Farahnaz Sharifi’s essay film opens up a world of personal, private and public rebellion against the Iranian regime over her lifetime. Born just three weeks after the Islamic Revolution overthrew the Pahlavi dynasty, the documentarian uses her experiences of childhood and beyond to give shape and an intimate diary feel to a story of resistance that she suggests is replicated in households across her homeland.

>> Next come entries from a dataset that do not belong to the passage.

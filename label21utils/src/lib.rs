//!
//! # Label21 Internal Utilities Crate
//!
//! Shared plumbing for the label21 crates:
//! serialization to and from files, error-construction helpers,
//! dependency ordering, and string-paired enumerations.
//!

pub mod ser;
pub use ser::*;

pub mod error;
pub use error::*;

pub mod context;
pub use context::*;

pub mod dep_order;
pub use dep_order::*;

pub mod enumstr;
pub use enumstr::*;
//!
//! # Cooperative Cancellation
//!

// Std-Lib
use std::sync::atomic::{AtomicBool, Ordering};
use std::sync::Arc;

// Local imports
use crate::raw::{LayoutError, LayoutResult};

/// # Cancellation Token
///
/// Shared between a long-running operation and whoever may wish to stop it, e.g. a UI thread.
/// Operations check it between per-instance steps, and return [LayoutError::Cancelled]
/// without modifying their design.
///
#[derive(Debug, Clone, Default)]
pub struct CancelToken(Arc<AtomicBool>);
impl CancelToken {
    pub fn new() -> Self {
        Self::default()
    }
    /// Request cancellation. Applies to all clones of this token.
    pub fn cancel(&self) {
        self.0.store(true, Ordering::SeqCst);
    }
    pub fn is_cancelled(&self) -> bool {
        self.0.load(Ordering::SeqCst)
    }
    /// Fail with [LayoutError::Cancelled] if cancellation has been requested
    pub fn check(&self) -> LayoutResult<()> {
        if self.is_cancelled() {
            return Err(LayoutError::Cancelled);
        }
        Ok(())
    }
}
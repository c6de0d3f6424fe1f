//!
//! # Label21
//!
//! Numbering and extraction for repeated cell instances in hierarchical layout.
//!
//! * Lens arrays are numbered by row and column, or sequentially: [number_lenses]
//! * Shot arrays are numbered by grid offset from their center: [number_shots]
//! * Pads are extracted from flattened geometry in reading order: [extract_pads]
//! * Instances of selected cells are summarized: [extract_instances]
//!
//! Designs are held in [raw::Library]s, which callers load, pass to each operation, and save.
//!

// Re-exports of our dependent crates
pub use label21raw as raw;
pub use label21utils as utils;

pub mod cancel;
pub mod cluster;
pub mod extract;
pub mod label;
pub mod locate;
pub mod ops;
pub mod text;

pub use cancel::*;
pub use cluster::*;
pub use extract::*;
pub use label::*;
pub use locate::*;
pub use ops::*;
pub use text::*;

#[cfg(test)]
mod tests;
//!
//! # Label21 Error-Helper Utilities
//!
//! ```rust
//! use label21utils::error::{ErrorHelper, Unwrapper};
//!
//! /// Example implementer of [`ErrorHelper`].
//! /// Typical implementers carry a context-stack to report upon failure.
//! struct CellWalker {
//!     cell: String,
//! }
//! impl ErrorHelper for CellWalker {
//!     type Error = String;
//!
//!     fn err(&self, msg: impl Into<String>) -> Self::Error {
//!         format!("In cell {}: {}", self.cell, msg.into())
//!     }
//! }
//! impl CellWalker {
//!     fn walk(&self) -> Result<usize, String> {
//!         let count = Some(5).unwrapper(self, "No references")?;
//!         self.assert(count > 0, "Empty cell")?;
//!         Ok(count)
//!     }
//! }
//! ```
//!

///
/// # ErrorHelper
///
/// Shared failure-reporting for tree-walkers such as design importers and exporters.
/// Implementers provide `err`, typically attaching whatever context they are tracking.
/// `fail` and `assert` are built upon it.
///
pub trait ErrorHelper {
    type Error;

    /// Create a [Self::Error] from `msg` and our context
    fn err(&self, msg: impl Into<String>) -> Self::Error;
    /// Fail with [ErrorHelper::err]
    fn fail<T>(&self, msg: impl Into<String>) -> Result<T, Self::Error> {
        Err(self.err(msg))
    }
    /// Fail with `msg` unless `cond` holds
    fn assert(&self, cond: bool, msg: impl Into<String>) -> Result<(), Self::Error> {
        if cond {
            Ok(())
        } else {
            self.fail(msg)
        }
    }
}

///
/// # Unwrapper
///
/// Post-fix application of an [`ErrorHelper`] to [`Option`]s:
/// `None` is routed to the helper's `err` instead of panicking.
///
pub trait Unwrapper {
    type Ok;
    fn unwrapper<H: ErrorHelper>(self, helper: &H, msg: impl Into<String>) -> Result<Self::Ok, H::Error>;
}
impl<T> Unwrapper for Option<T> {
    type Ok = T;
    fn unwrapper<H: ErrorHelper>(self, helper: &H, msg: impl Into<String>) -> Result<T, H::Error> {
        self.ok_or_else(|| helper.err(msg))
    }
}
//!
//! # Top-Level Operations
//!
//! Each operation takes its [Library] explicitly, along with a serde-configurable options struct.
//! Numbering operations stage all label geometry, and commit it into the parent cell
//! only after every label has been computed.
//!

// Std-Lib
use std::collections::{BTreeSet, HashMap};

// Crates.io
use serde::{Deserialize, Serialize};
use tracing::{info, warn};

// Local imports
use crate::cancel::CancelToken;
use crate::extract::{cmp_keys, extract, reading_key, ExtractionRecord};
use crate::label::{fit_text_size, grid_offset, row_col, sequential, NumberingMode, SortDir};
use crate::locate::{locate, Anchor, InstanceRecord};
use crate::raw::{LabelStage, LayerSpec, LayoutError, LayoutResult, Library, Point};
use crate::text::{place, TextShapes};
use crate::utils::SerdeFile;

/// # Lens-Array Numbering Options
#[derive(Debug, Clone, PartialEq, Serialize, Deserialize)]
#[serde(default)]
pub struct LensOptions {
    /// Cell to be labeled
    pub parent: String,
    /// Cell whose instances are numbered
    pub child: String,
    /// Text height
    pub size: f64,
    /// Clustering tolerance, and sequential bucket spacing
    pub tolerance: f64,
    pub mode: NumberingMode,
    pub sort_dir: SortDir,
    /// Minimum digits in sequential labels
    pub digit_width: usize,
    /// Label layer
    pub layer: LayerSpec,
    /// Label offset from each instance's center
    pub offset: Point,
}
impl Default for LensOptions {
    fn default() -> Self {
        Self {
            parent: String::new(),
            child: String::new(),
            size: 50.,
            tolerance: 1.,
            mode: NumberingMode::RowCol,
            sort_dir: SortDir::YFirst,
            digit_width: 4,
            layer: LayerSpec::new(66, 0),
            offset: Point::default(),
        }
    }
}
impl SerdeFile for LensOptions {}

/// # Shot-Array (Relative Grid) Numbering Options
#[derive(Debug, Clone, PartialEq, Serialize, Deserialize)]
#[serde(default)]
pub struct ShotOptions {
    /// Cell to be labeled
    pub parent: String,
    /// Cell whose instances are numbered
    pub child: String,
    /// Label budget (width, height), in the child's local units. Defaults to 100 x 100.
    pub text_area: [f64; 2],
    /// Label layer
    pub layer: LayerSpec,
    /// Label center, in the child's local coordinates
    pub text_anchor: Point,
}
impl Default for ShotOptions {
    fn default() -> Self {
        Self {
            parent: String::new(),
            child: String::new(),
            text_area: [100., 100.],
            layer: LayerSpec::new(100, 0),
            text_anchor: Point::default(),
        }
    }
}
impl SerdeFile for ShotOptions {}

/// # Pad Extraction Options
#[derive(Debug, Clone, PartialEq, Serialize, Deserialize)]
#[serde(default)]
pub struct PadOptions {
    pub cell: String,
    pub layer: LayerSpec,
}
impl Default for PadOptions {
    fn default() -> Self {
        Self {
            cell: String::new(),
            layer: LayerSpec::new(9, 0),
        }
    }
}
impl SerdeFile for PadOptions {}

/// # Cell-Info Extraction Options
#[derive(Debug, Clone, Default, PartialEq, Serialize, Deserialize)]
#[serde(default)]
pub struct CellInfoOptions {
    pub parent: String,
    /// Names of the child cells to report
    pub targets: Vec<String>,
}
impl SerdeFile for CellInfoOptions {}

/// # Numbering Results
#[derive(Debug, Clone, PartialEq, Serialize, Deserialize)]
pub struct NumberingReport {
    pub parent: String,
    pub child: String,
    /// Polygons added to `parent`
    pub placed: usize,
    /// Labels which produced no geometry
    pub skipped: usize,
    /// Numbered instances, in labeling order
    pub instances: Vec<InstanceRecord>,
}
impl SerdeFile for NumberingReport {}

/// # Extraction Results
#[derive(Debug, Clone, PartialEq, Serialize, Deserialize)]
pub struct ExtractionReport {
    pub cell: String,
    pub layer: LayerSpec,
    /// Extracted polygons, in reading order
    pub records: Vec<ExtractionRecord>,
}
impl SerdeFile for ExtractionReport {}

/// # Instance Summary
#[derive(Debug, Clone, PartialEq, Serialize, Deserialize)]
pub struct InstanceInfo {
    /// Referenced cell name
    pub cell: String,
    pub rotation: f64,
    pub magnification: f64,
    pub reflect_vert: bool,
    pub origin: Point,
    /// The referenced cell's bounding-box center, in parent coordinates
    pub center: Point,
}

/// # Cell-Info Results
#[derive(Debug, Clone, PartialEq, Serialize, Deserialize)]
pub struct InstanceReport {
    pub parent: String,
    /// Matching instances, in reading order
    pub instances: Vec<InstanceInfo>,
}
impl SerdeFile for InstanceReport {}

fn check_positive(what: &str, val: f64) -> LayoutResult<()> {
    if !(val.is_finite() && val > 0.) {
        return Err(LayoutError::invalid(format!(
            "{} must be positive, got {}",
            what, val
        )));
    }
    Ok(())
}

/// Number the instances of `opts.child` in `opts.parent`, by row-column or sequential index.
///
/// Instances are positioned at their origin plus the child's bounding-box center,
/// ignoring rotation and reflection. Each label is centered at that position plus `opts.offset`.
/// Fails with [LayoutError::InvalidInput] if the child has no geometry.
pub fn number_lenses(
    lib: &mut Library,
    opts: &LensOptions,
    font: &dyn TextShapes,
    cancel: &CancelToken,
) -> LayoutResult<NumberingReport> {
    check_positive("Text size", opts.size)?;
    lib.try_cell(&opts.parent)?;
    let bbox = lib.bbox(&opts.child)?;
    let local_center = bbox.center().ok_or_else(|| {
        LayoutError::invalid(format!(
            "Cell `{}` has an empty bounding box",
            opts.child
        ))
    })?;
    let anchor = Anchor::TranslateOnly { local_center };
    let mut records = locate(lib, &opts.parent, &opts.child, &anchor)?;
    match opts.mode {
        NumberingMode::RowCol => row_col(&mut records, opts.tolerance)?,
        NumberingMode::Sequential => sequential(
            &mut records,
            opts.tolerance,
            opts.sort_dir,
            opts.digit_width,
        )?,
    }

    let mut stage = LabelStage::new(&opts.parent);
    let mut skipped = 0;
    for rec in records.iter_mut() {
        cancel.check()?;
        rec.anchor = rec.anchor.shift(&opts.offset);
        match place(&rec.label, opts.size, rec.anchor, opts.layer, font) {
            Some(elems) => stage.extend(elems),
            None => {
                warn!(label = %rec.label, "label produced no geometry, skipping");
                skipped += 1;
            }
        }
    }
    cancel.check()?;
    let placed = lib.commit(stage)?;
    info!(
        parent = %opts.parent,
        child = %opts.child,
        mode = %opts.mode,
        instances = records.len(),
        placed,
        "numbered lenses"
    );
    Ok(NumberingReport {
        parent: opts.parent.clone(),
        child: opts.child.clone(),
        placed,
        skipped,
        instances: records,
    })
}

/// Number the instances of `opts.child` in `opts.parent` by grid offset from the array's center.
///
/// Instances are positioned at their fully-transformed local origin.
/// Each label is centered on the fully-transformed `opts.text_anchor`,
/// and sized to fit `opts.text_area`, scaled by its instance's magnification.
pub fn number_shots(
    lib: &mut Library,
    opts: &ShotOptions,
    font: &dyn TextShapes,
    cancel: &CancelToken,
) -> LayoutResult<NumberingReport> {
    let [area_w, area_h] = opts.text_area;
    check_positive("Text area width", area_w)?;
    check_positive("Text area height", area_h)?;
    let anchor = Anchor::FullTransform {
        sort_local: Point::default(),
        text_local: opts.text_anchor,
    };
    let mut records = locate(lib, &opts.parent, &opts.child, &anchor)?;
    grid_offset(&mut records)?;

    let mut stage = LabelStage::new(&opts.parent);
    let mut skipped = 0;
    for rec in records.iter() {
        cancel.check()?;
        let size = fit_text_size(&rec.label, area_w, area_h, rec.magnification);
        match place(&rec.label, size, rec.anchor, opts.layer, font) {
            Some(elems) => stage.extend(elems),
            None => {
                warn!(label = %rec.label, "label produced no geometry, skipping");
                skipped += 1;
            }
        }
    }
    cancel.check()?;
    let placed = lib.commit(stage)?;
    info!(
        parent = %opts.parent,
        child = %opts.child,
        instances = records.len(),
        placed,
        "numbered shots"
    );
    Ok(NumberingReport {
        parent: opts.parent.clone(),
        child: opts.child.clone(),
        placed,
        skipped,
        instances: records,
    })
}

/// Extract the polygons of `opts.cell` on `opts.layer`, flattening all hierarchy, in reading order.
pub fn extract_pads(lib: &Library, opts: &PadOptions) -> LayoutResult<ExtractionReport> {
    let flat = lib.flatten(&opts.cell)?;
    let records = extract(&flat, opts.layer)?;
    info!(cell = %opts.cell, layer = %opts.layer, count = records.len(), "extracted pads");
    Ok(ExtractionReport {
        cell: opts.cell.clone(),
        layer: opts.layer,
        records,
    })
}

/// Sorted, distinct names of the cells directly referenced by `parent`
pub fn child_names(lib: &Library, parent: &str) -> LayoutResult<Vec<String>> {
    let cell = lib.try_cell(parent)?;
    let names: BTreeSet<&str> = cell.refs.iter().map(|r| r.cell.as_str()).collect();
    Ok(names.into_iter().map(String::from).collect())
}

/// Summarize every direct reference in `opts.parent` to any of `opts.targets`, in reading order.
///
/// Each instance is positioned at its cell's bounding-box center, mapped through its full transform.
/// Cells without geometry are positioned at their origin.
pub fn extract_instances(lib: &Library, opts: &CellInfoOptions) -> LayoutResult<InstanceReport> {
    let parent = lib.try_cell(&opts.parent)?;
    if opts.targets.is_empty() {
        return Err(LayoutError::not_found("No target cells selected"));
    }
    // Local centers, by target name
    let mut centers: HashMap<&str, Point> = HashMap::with_capacity(opts.targets.len());
    for target in opts.targets.iter() {
        let bbox = lib.bbox(target)?;
        centers.insert(target, bbox.center().unwrap_or_default());
    }

    let mut instances = Vec::new();
    for rf in parent.refs.iter() {
        let local = match centers.get(rf.cell.as_str()) {
            Some(local) => *local,
            None => continue,
        };
        rf.validate()?;
        instances.push(InstanceInfo {
            cell: rf.cell.clone(),
            rotation: rf.rotation,
            magnification: rf.magnification,
            reflect_vert: rf.reflect_vert,
            origin: rf.origin,
            center: rf.compose(local),
        });
    }
    if instances.is_empty() {
        return Err(LayoutError::not_found(format!(
            "No references to {:?} in `{}`",
            opts.targets, opts.parent
        )));
    }
    instances.sort_by(|a, b| cmp_keys(reading_key(&a.center), reading_key(&b.center)));
    info!(parent = %opts.parent, count = instances.len(), "extracted instances");
    Ok(InstanceReport {
        parent: opts.parent.clone(),
        instances,
    })
}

Shows how the very act of filming becomes an act of resistance 

The film has already proved popular with audiences after its world premiere in Berlin, where it came second to No Other Land for the Panorama Audience Award. Its top prize Golden Alexander win at Thessaloniki International Documentary Film Festival coupled with its topicality regarding the Women Life Freedom protests over rights should cement further festival play and help it catch the eye of distributors.

Framed by women’s protests stretching back to a Women’s Day demo against the mandatory hijab in 1979 right up to contemporary events, the planet of the film’s title refers to the private universe that, explains Sharifi’s narration, exists behind closed doors. It is a place where she is seen smiling in colourful photos or footage with her family – a world away from black and white pictures from the outside world of Iran that capture her in a succession of hijabs. She condemns the head covering as an item that holds “all of their power to control all of our lives”. 

This is not just a personal document, however, as Sharifi is a keen collector of found footage. “I buy people’s memories,” she says. These fragments of lives, with an emphasis on parties, dancing and family celebrations in general, only exist, Sharifi contends, because those who filmed them fled the country in the wake of the revolution. Those who stayed, she claims, would have to destroy these sorts of recordings to protect themselves.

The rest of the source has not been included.